Yep, Definitely Time To Leave This Town

This post is REALLY family-unfriendly. The next one will be perfectly fragrant, I promise, but in the interim here’s a post on the life lessons kids learn from travel, one on Singapore Slings and one on a nuclear test village in the Outback.

I arrive at the bar in a state of high dudgeon, not to say mid-argument with the taxi driver, who has just offered me $200 for sex (which, yes, I find offensive, although, I guess, at least it wasn’t $20) and then tripled our pre-agreed cab fare when I say no.

“NO!” I say (recalling an exchange my father had along these lines with an Athenian taxi driver when I can’t have been older than Z is now, minus the preceding proposition, of course). “YOU give me the 5000 change now. After YOU give ME the 5000, I give YOU this 10,000.”

He hands it over rather sulkily and honour (or lack of it) is satisfied. I figure my skinny jeans must be tighter than they feel.

Or, of course, it could be the old single mother = prostitute issue playing out. We are, after all, in the Middle East.

“Ooh! Hello!” I say. It’s that doorman I last saw at the gay night. “Do you know that man just offered me $200 for sex and then tried to charge me $10 from downtown?!”

He shrugs and sniggers. “Welcome to Beirut!” he says.

This is a good bar, but not primarily a cocktail bar, I’m here for fun after my work stuff, though if I can read my handwriting, I’ll probably write it up.

“Negroni, please,” I say to the bartender. “No soda! I’m not having a good evening.”

And then I inflict my cab driver story on him, too.


I’m dancing with a group of hipsters when one of them, the gay one, starts buying rounds of shooters. Beirutis love their shooters, in particular one called the dou dou, which is vodka, tabasco and lemon with an olive in it.

He’s a club promoter. He’s affecting keen interest in my cab driver story.
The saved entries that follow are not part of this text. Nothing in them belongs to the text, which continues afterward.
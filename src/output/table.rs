use unicode_width::UnicodeWidthStr;

use crate::models::{Author, ChatAnswer, ContentItem, LlmCallPage, TaskAck};
use crate::status::{AsrStatus, ContentQuality, ItemStatus, StatusCounts, SummaryStatus, Vocabulary};
use crate::summary::{Block, CanonicalSummary, CaseStudy, SectionBody, SummaryBody};
use crate::view::{AuthorPage, ItemPage, Part, RenderedReport};

/// Format duration in seconds to human-readable string.
pub fn format_duration(seconds: f64) -> String {
    let total = seconds.max(0.0) as u64;
    let h = total / 3600;
    let m = (total % 3600) / 60;
    let s = total % 60;
    if h > 0 {
        format!("{h}h{m:02}m")
    } else if m > 0 {
        format!("{m}m{s:02}s")
    } else {
        format!("{s}s")
    }
}

/// Truncate a string to fit within max_width (respecting unicode width).
pub fn truncate(s: &str, max_width: usize) -> String {
    if UnicodeWidthStr::width(s) <= max_width {
        return s.to_string();
    }
    let mut result = String::new();
    let mut width = 0;
    for ch in s.chars() {
        let cw = unicode_width::UnicodeWidthChar::width(ch).unwrap_or(0);
        if width + cw + 3 > max_width {
            result.push_str("...");
            break;
        }
        result.push(ch);
        width += cw;
    }
    result
}

/// Pad to `width` display columns; `format!` padding counts chars, not columns.
fn pad(s: &str, width: usize) -> String {
    let cut = truncate(s, width);
    let used = UnicodeWidthStr::width(cut.as_str());
    format!("{cut}{}", " ".repeat(width.saturating_sub(used)))
}

fn plural(n: usize) -> &'static str {
    if n == 1 {
        ""
    } else {
        "s"
    }
}

fn date_short(date: Option<&str>) -> &str {
    let date = date.unwrap_or("-");
    date.get(..10).unwrap_or(date)
}

/// Format the author list.
pub fn print_author_list(authors: &[Author]) {
    if authors.is_empty() {
        println!("No authors found.");
        return;
    }

    println!("{} author{}:\n", authors.len(), plural(authors.len()));
    println!("  {} {:<12} {:<12} {:<8}", pad("NAME", 32), "PLATFORM", "TYPE", "ITEMS");
    println!("  {}", "-".repeat(68));

    for a in authors {
        let items = a
            .status
            .as_ref()
            .map(|s| s.total.to_string())
            .unwrap_or_else(|| "-".to_string());
        println!(
            "  {} {:<12} {:<12} {:<8}",
            pad(&a.name, 32),
            truncate(&a.platform, 12),
            truncate(a.author_type.as_deref().unwrap_or("-"), 12),
            items,
        );
        println!("  id: {}\n", a.id);
    }
}

/// Print the status rollup as one line per vocabulary.
pub fn print_status_counts(counts: &StatusCounts) {
    fn line<V: Vocabulary>(count: impl Fn(V) -> usize) -> String {
        V::VALUES
            .iter()
            .map(|(name, v)| format!("{name} {}", count(*v)))
            .collect::<Vec<_>>()
            .join(" · ")
    }

    println!("  Items:    {}", counts.total);
    println!("  ASR:      {}", line::<AsrStatus>(|v| counts.asr(v)));
    println!("  Summary:  {}", line::<SummaryStatus>(|v| counts.summary(v)));
    println!("  Quality:  {}", line::<ContentQuality>(|v| counts.quality(v)));
}

fn status_tags(status: &ItemStatus) -> String {
    format!(
        "asr:{} summary:{} quality:{}",
        status.asr, status.summary, status.quality
    )
}

/// Format an author's item catalog.
pub fn print_item_list(items: &[ContentItem]) {
    if items.is_empty() {
        println!("No videos found.");
        return;
    }

    println!("{} video{}:\n", items.len(), plural(items.len()));
    println!("  {} {:<12} {:<8} {:<12}", pad("TITLE", 42), "DATE", "DURATION", "TYPE");
    println!("  {}", "-".repeat(76));

    for item in items {
        println!(
            "  {} {:<12} {:<8} {:<12}",
            pad(&item.title, 42),
            date_short(item.published_at.as_deref()),
            item.duration.map(format_duration).unwrap_or_else(|| "-".to_string()),
            truncate(item.content_type.as_deref().unwrap_or("-"), 12),
        );
        println!("  {}", status_tags(&ItemStatus::of(item)));
        println!("  id: {}\n", item.id);
    }
}

fn print_block(block: &Block) {
    let prefix = match block.kind.as_str() {
        "heading" | "h1" | "h2" | "h3" | "title" => "## ",
        "bullet" | "list_item" | "bullet_list" => "- ",
        "quote" | "callout" => "> ",
        _ => "",
    };
    for (i, line) in block.text.lines().enumerate() {
        if i == 0 {
            println!("  {prefix}{line}");
        } else {
            println!("  {}{line}", " ".repeat(prefix.len()));
        }
    }
}

fn print_indented(text: &str, indent: &str) {
    for line in text.lines() {
        println!("{indent}{line}");
    }
}

/// Render a canonical summary body. Every body kind has a rendering.
pub fn print_summary(summary: &CanonicalSummary) {
    if let Some(category) = &summary.category {
        println!("  Category: {category}");
    }

    match &summary.body {
        SummaryBody::Blocks(blocks) => {
            for block in blocks {
                print_block(block);
            }
        }
        SummaryBody::Tagged(sections) => {
            for s in sections {
                println!("  [{}]", s.tag);
                print_indented(s.text.trim(), "    ");
            }
        }
        SummaryBody::Sections(sections) => {
            for s in sections {
                println!("  {}:", s.label);
                match &s.body {
                    SectionBody::Text(text) => print_indented(text, "    "),
                    SectionBody::List(items) => {
                        for item in items {
                            println!("    - {item}");
                        }
                    }
                    SectionBody::Cases(cases) => {
                        for case in cases {
                            match case {
                                CaseStudy::Description(text) => println!("    - {text}"),
                                CaseStudy::Labeled(parts) => {
                                    for (i, (label, text)) in parts.iter().enumerate() {
                                        let bullet = if i == 0 { "-" } else { " " };
                                        println!("    {bullet} {label}: {text}");
                                    }
                                }
                            }
                        }
                    }
                }
            }
        }
        SummaryBody::Markdown(md) | SummaryBody::Raw(md) => print_indented(md, "  "),
        SummaryBody::Short(short) => {
            if let Some(text) = &short.summary {
                print_indented(text, "  ");
            }
        }
        SummaryBody::Empty => println!("  No summary available."),
    }

    if let Some(short) = &summary.short {
        if !short.keywords.is_empty() {
            println!("  Keywords: {}", truncate(&short.keywords.join(", "), 72));
        }
    }
}

fn print_report(r: &RenderedReport) {
    println!(
        "  {} ({})",
        r.report.type_key(),
        date_short(r.report.created_at.as_deref())
    );
    print_summary(&r.rendered);
}

/// Format the author screen. Failed parts print their error in place.
pub fn print_author_page(page: &AuthorPage) {
    match &page.detail {
        Part::Loaded(d) => {
            println!("Author: {}", d.author.name);
            println!("  ID:       {}", d.author.id);
            println!("  Platform: {}", d.author.platform);
            println!("  Type:     {}", d.author.author_type.as_deref().unwrap_or("-"));
            if let Some(url) = &d.author.homepage_url {
                println!("  Homepage: {url}");
            }
        }
        Part::Failed { error } => {
            println!("Author: {}", page.author_id);
            println!("  Error loading author: {error}");
        }
    }

    if let Some(counts) = &page.status {
        println!("\nStatus:");
        print_status_counts(counts);
    }

    if page.detail.loaded().is_some() {
        println!("\nLatest report:");
        match &page.latest_report {
            Some(r) => print_report(r),
            None => println!("  No report yet."),
        }

        if page.reports_by_type.len() > 1 {
            println!("\nReports by type:");
            for (kind, reports) in &page.reports_by_type {
                println!("  {kind}: {} report{}", reports.len(), plural(reports.len()));
            }
        }
    }

    println!();
    match &page.items {
        Part::Loaded(items) => print_item_list(items),
        Part::Failed { error } => println!("Error loading videos: {error}"),
    }
}

/// Format the item screen.
pub fn print_item_page(page: &ItemPage) {
    let item = &page.item;
    println!("Video: {}", item.title);
    println!("  ID:       {}", item.id);
    if let Some(date) = &item.published_at {
        println!("  Date:     {date}");
    }
    if let Some(d) = item.duration {
        println!("  Duration: {}", format_duration(d));
    }
    println!("  Type:     {}", item.content_type.as_deref().unwrap_or("-"));
    println!("  Status:   {}", status_tags(&page.status));
    if let Some(url) = &item.url {
        println!("  Source:   {url}");
    }
    if let Some(link) = &page.playback {
        println!("  Playback: {}", link.url);
        println!("            expires {}", link.expires_at.format("%Y-%m-%d %H:%M:%S UTC"));
    }

    println!("\nSummary:");
    print_summary(&page.summary);

    if !page.transcript.is_empty() {
        println!("\nTranscript ({} segment{}):", page.transcript.len(), plural(page.transcript.len()));
        for line in &page.transcript {
            println!("  {line}");
        }
    }
}

/// "showing X-Y of TOTAL" for a page starting at `offset`.
pub fn page_range(offset: usize, shown: usize, total: usize) -> String {
    if shown == 0 {
        return format!("showing 0 of {total}");
    }
    format!("showing {}-{} of {total}", offset + 1, offset + shown)
}

/// Format a page of the LLM call log.
pub fn print_llm_calls(page: &LlmCallPage, offset: usize) {
    println!("LLM calls, {}:\n", page_range(offset, page.items.len(), page.total));
    if page.items.is_empty() {
        return;
    }

    println!(
        "  {:<20} {:<22} {:<24} {:<8} {:>8}",
        "TIME", "TASK", "MODEL", "STATUS", "LATENCY"
    );
    println!("  {}", "-".repeat(86));

    for call in &page.items {
        let time = call.created_at.as_deref().unwrap_or("-");
        println!(
            "  {:<20} {:<22} {:<24} {:<8} {:>8}",
            truncate(time.get(..19).unwrap_or(time), 20),
            truncate(call.task_type.as_deref().unwrap_or("-"), 22),
            truncate(call.model.as_deref().unwrap_or("-"), 24),
            truncate(call.status.as_deref().unwrap_or("-"), 8),
            call.latency_ms
                .map(|ms| format!("{ms}ms"))
                .unwrap_or_else(|| "-".to_string()),
        );
        if let Some(err) = call.error.as_deref().filter(|e| !e.is_empty()) {
            println!("  └─ {}", truncate(&err.replace('\n', " "), 80));
        }
    }
}

/// Acknowledgement of an enqueued job.
pub fn print_ack(what: &str, ack: &TaskAck) {
    let mut line = format!("Queued: {what}");
    if let Some(id) = &ack.task_id {
        line.push_str(&format!(" (task {id})"));
    }
    println!("{line}");
    if let Some(msg) = ack.message.as_deref().filter(|m| !m.is_empty()) {
        println!("  {msg}");
    }
    println!("  Results appear on the next refresh.");
}

pub fn print_chat(answer: &ChatAnswer) {
    println!("{}", answer.answer.trim());
    if !answer.citations.is_empty() {
        println!("\nSources:");
        for c in &answer.citations {
            let label = c
                .get("title")
                .and_then(|v| v.as_str())
                .map(str::to_string)
                .unwrap_or_else(|| c.to_string());
            println!("  - {}", truncate(&label, 76));
        }
    }
}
And I’ve decided he’s gay.

No matter how many times he tells me he’s not gay, I say, “You must be! That’s a gay moustache. That’s a TOTALLY gay moustache!”

It’s not, actually, I’ve now figured out that it is, in fact, a hipster moustache, but to anyone my generation it speaks of back-pocket handkerchief codes (side note: Elton John’s husband has, allegedly, been known to go out with a starred handkerchief in his back pocket. Oh, work it out!) and Earl’s Court Road and leather jackets.
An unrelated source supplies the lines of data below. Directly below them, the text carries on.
use serde::Serialize;

use crate::models::Summary;

/// One typed Markdown block.
#[derive(Debug, Clone, PartialEq, Serialize)]
pub struct Block {
    #[serde(rename = "type")]
    pub kind: String,
    pub text: String,
}

/// `json_data.blocks` as an ordered block list.
///
/// Every array element becomes exactly one block so order and count survive:
/// objects contribute `type`/`text`, bare strings become paragraphs and any
/// other value is stringified. An empty array is treated as no match.
pub fn recognize(summary: &Summary) -> Option<super::SummaryBody> {
    let items = summary.json_data.as_ref()?.get("blocks")?.as_array()?;
    if items.is_empty() {
        return None;
    }
    Some(super::SummaryBody::Blocks(items.iter().map(to_block).collect()))
}

fn to_block(value: &serde_json::Value) -> Block {
    match value {
        serde_json::Value::Object(obj) => Block {
            kind: obj
                .get("type")
                .and_then(|v| v.as_str())
                .filter(|s| !s.is_empty())
                .unwrap_or("paragraph")
                .to_string(),
            text: match obj.get("text") {
                Some(serde_json::Value::String(s)) => s.clone(),
                Some(serde_json::Value::Null) | None => String::new(),
                Some(other) => other.to_string(),
            },
        },
        serde_json::Value::String(s) => Block {
            kind: "paragraph".to_string(),
            text: s.clone(),
        },
        other => Block {
            kind: "paragraph".to_string(),
            text: other.to_string(),
        },
    }
}
pub mod json;
pub mod table;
Still, in my brain, he’s not someone I’m going to sleep with, he’s my new gay friend.

He is, like most people in the bar, younger than me — but hey! I’m wearing makeup! And it’s dark! — plus everyone in here’s so utterly lathered I even feel comfortable dancing.

We’re in conversation about how similar Beirut and Tel Aviv are – he has friends from Tel Aviv, but as the two countries are still technically at war, they can only hang out in Ibiza – when this cherub walks into the bar.

Great! He knows my gay friend! Wicked!

He’s also hot, drunk and clearly not too picky!

All three criteria met. Thanking you!


Time washes away in a flood of gin and tonics and dou dou shooters and I find myself sucking face at the bar, with the cherub, who turns out to be 26.

Yeah, I know.

CLASSY, right?

“Everyone in Beirut hates you,” I say.

“Yeah,” the cherub says. “I know.”

“Seriously, you spend more than 15 minutes talking to anyone and they’re bitching about the generators,” I say. “If I were you, I’d lie about your job.”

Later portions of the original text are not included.